Depuis que j'ai fait ce livre, mes petits-enfants me posent des questions. Leur regard sur moi a changé.
Un ancien interviewé
Jérôme se souvient de ce jeune homme qui vit en Angleterre, loin de sa grand-mère bretonne. Il a eu envie de connaître sa vie, faute d'être auprès d'elle. Souvent, les liens intergénérationnels se renouent ou se renforcent après la parution de la biographie au sein de la famille, conclut Jérôme qui a créé sa maison d'édition "Éditions Récits".
Écouter pour transmettre
Certains font la démarche par eux-mêmes. Charles Lemercier a voulu conserver l'histoire de sa grand-mère maternelle, Marie-France, 75 printemps et une longue vie à Gennes-sur-Seiche, près de Vitré en Ille-et-Vilaine. "J'avais commencé à écrire des anecdotes mais je n'arrivais pas à me souvenir de tout ce que me racontait ma grand-mère ! Alors, de 2016 à 2023, j'ai enregistré nos discussions et j'en ai fait une compilation de 40 minutes. C'était bien d'enregistrer car sur la bande-son on entend sa voix, son ton, on perçoit ses mimiques et puis il y a le bruit d'un placard qui s'ouvre quand elle me prépare un café, ou celui des oiseaux par la fenêtre, c'est plus vivant !" souligne Charles.
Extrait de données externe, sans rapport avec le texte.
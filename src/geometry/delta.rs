//! Closed-form inverse kinematics for the 3-DOF Delta geometry.

use std::f64::consts::{FRAC_PI_2, PI};

use crate::forward_solver::solve_forward;
use crate::kinematic_traits::{Joints, Kinematics, Pose};
use crate::motion_error::MotionError;
use crate::parameters::DeltaParams;

pub struct DeltaKinematics {
    params: DeltaParams,
}

impl DeltaKinematics {
    pub fn new(params: DeltaParams) -> Self {
        DeltaKinematics { params }
    }

    /// Resting pose with the end effector straight below the base center:
    /// first arm pointing downward, Pythagoras for the second arm over the
    /// difference of base and effector radii.
    fn resting_pose(&self) -> Pose {
        let p = &self.params;
        let a = p.base_radius - p.effector_radius;
        let z = p.l1 + (p.l2 * p.l2 - a * a).sqrt();
        vec![0.0, 0.0, -z]
    }
}

impl Kinematics for DeltaKinematics {
    fn dof(&self) -> usize {
        3
    }

    fn inverse(&self, pose: &[f64]) -> Result<Joints, MotionError> {
        let p = &self.params;
        let (l1, l2) = (p.l1, p.l2);
        let a = p.base_radius - p.effector_radius;

        // Cartesian target; z measured downward in the strut equations
        let x = pose[0];
        let y = pose[1];
        let z = -pose[2];

        let sqrt3 = 3f64.sqrt();

        // Auxiliary quadratic-form coefficients, one per arm
        let g = [
            l1 * (2.0 * a + y + sqrt3 * x),
            2.0 * l1 * (y + a),
            l1 * (2.0 * a - y + sqrt3 * x),
        ];

        let q = x * x + y * y + z * z + l1 * l1 + a * a - l2 * l2;
        let h = [
            q + a * (sqrt3 * x - y),
            q + 2.0 * a * y,
            q - a * (sqrt3 * x + y),
        ];

        let f = -2.0 * z * l1;

        let mut thetas = Vec::with_capacity(3);
        for i in 0..3 {
            let discriminant = f * f - h[i] * h[i] + g[i] * g[i];
            if discriminant < 0.0 {
                return Err(MotionError::WorkspaceViolation);
            }
            let root = discriminant.sqrt();
            let denom = h[i] - g[i];

            // Pick the solution with the arm pointing outwards
            let theta1 = 2.0 * f64::atan2(-f + root, denom);
            if theta1.abs() <= FRAC_PI_2 {
                if theta1 < 0.0 {
                    return Err(MotionError::WorkspaceViolation);
                }
                thetas.push(theta1);
            } else {
                let mut theta2 = 2.0 * f64::atan2(-f - root, denom);
                if theta2 < 0.0 {
                    return Err(MotionError::WorkspaceViolation);
                } else if theta2 > PI {
                    theta2 -= 2.0 * PI;
                }
                thetas.push(theta2);
            }
        }

        Ok(thetas)
    }

    fn forward(&self, joints: &[f64]) -> Result<Pose, MotionError> {
        solve_forward(self, joints, self.resting_pose())
    }

    fn set_dimensions(&mut self, params: &[f64]) -> Result<(), MotionError> {
        match params {
            [base_radius, effector_radius, l1, l2] => {
                self.params = DeltaParams {
                    base_radius: *base_radius,
                    effector_radius: *effector_radius,
                    l1: *l1,
                    l2: *l2,
                };
                Ok(())
            }
            _ => Err(MotionError::Configuration(format!(
                "Delta geometry takes 4 parameters, got {}",
                params.len()
            ))),
        }
    }
}

#[cfg(test)]
mod tests {
    use super::*;

    #[test]
    fn center_pose_has_three_equal_angles() {
        let kinematics = DeltaKinematics::new(DeltaParams::reference());
        let pose = kinematics.resting_pose();
        // Slightly above the fully stretched configuration
        let angles = kinematics
            .inverse(&[pose[0], pose[1], pose[2] + 30.0])
            .expect("resting area must be reachable");
        assert_eq!(angles.len(), 3);
        assert!((angles[0] - angles[1]).abs() < 1e-9);
        assert!((angles[1] - angles[2]).abs() < 1e-9);
        assert!(angles[0] > 0.0 && angles[0] < FRAC_PI_2);
    }

    #[test]
    fn far_target_violates_workspace() {
        let kinematics = DeltaKinematics::new(DeltaParams::reference());
        let result = kinematics.inverse(&[500.0, 0.0, -200.0]);
        assert_eq!(result, Err(MotionError::WorkspaceViolation));
    }

    #[test]
    fn dimension_arity_is_checked() {
        let mut kinematics = DeltaKinematics::new(DeltaParams::reference());
        assert!(kinematics.set_dimensions(&[1.0, 2.0, 3.0]).is_err());
        assert!(kinematics.set_dimensions(&[41.7, 27.6, 48.6, 166.8]).is_ok());
    }
}
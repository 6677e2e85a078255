//! Helper functions

/// Print a pose, millimeters and degrees.
#[allow(dead_code)]
pub fn dump_pose(pose: &[f64]) {
    let mut row = String::new();
    for (index, value) in pose.iter().enumerate() {
        if index < 3 {
            row.push_str(&format!("{:7.2} ", value));
        } else {
            row.push_str(&format!("{:6.2}deg ", value.to_degrees()));
        }
    }
    println!("[{}]", row.trim_end());
}

/// Print joint values, converting radians to degrees.
#[allow(dead_code)]
pub fn dump_joints(joints: &[f64]) {
    let mut row = String::new();
    for angle in joints {
        row.push_str(&format!("{:5.2} ", angle.to_degrees()));
    }
    println!("[{}]", row.trim_end());
}

/// Allows specifying joint values in degrees (converts to radians).
#[allow(dead_code)]
pub fn as_radians<const N: usize>(degrees: [i32; N]) -> Vec<f64> {
    degrees.iter().map(|d| (*d as f64).to_radians()).collect()
}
La vie c'est comme ça ! Une génération philosophe
Un père ouvrier agricole, une famille de cinq enfants, tout le monde dans la même pièce pour dormir... Marie-France rentrera ensuite à l'usine, travaillera en faisant le ménage, tout en s'occupant de ses quatre enfants. Une vie bien ordinaire pourrait-on dire, dans un milieu rural d'après-guerre. Mais c'est ce qui fait l'admiration de son petit-fils.
Elle a fait face à beaucoup de difficultés toute sa vie, travaillé jeune, mais elle ne se plaint jamais.
Charles LemercierPetit-fils de Marie-France
"La vie c'est comme ça", commente la vieille dame, avec son bon sens paysan. Elle ne se dit pas pauvre, mais a dû vivre dans la sobriété, avec la solidarité des gens de la campagne. "Elle est tellement résiliente" explique Charles. "C'est une époque que je n'ai pas connue au cours de laquelle il y a eu tellement de changements. À travers son témoignage, il y a une émotion universelle. Bien sûr, cet enregistrement a rendu ces deux-là encore plus complices. "Elle a souvent rigolé en racontant des anecdotes."
Et quand le petit-fils a fait écouter l'enregistrement à Marie-France, toute en pudeur, elle a juste dit "c'est beau ton truc!" Pas du genre à s'épancher notre aïeule, mais Charles a bien senti qu'elle était chamboulée qu'on se soit penché sur sa vie. Et comme à chaque visite, elle a partagé avec lui, gâteaux et café : leur rituel.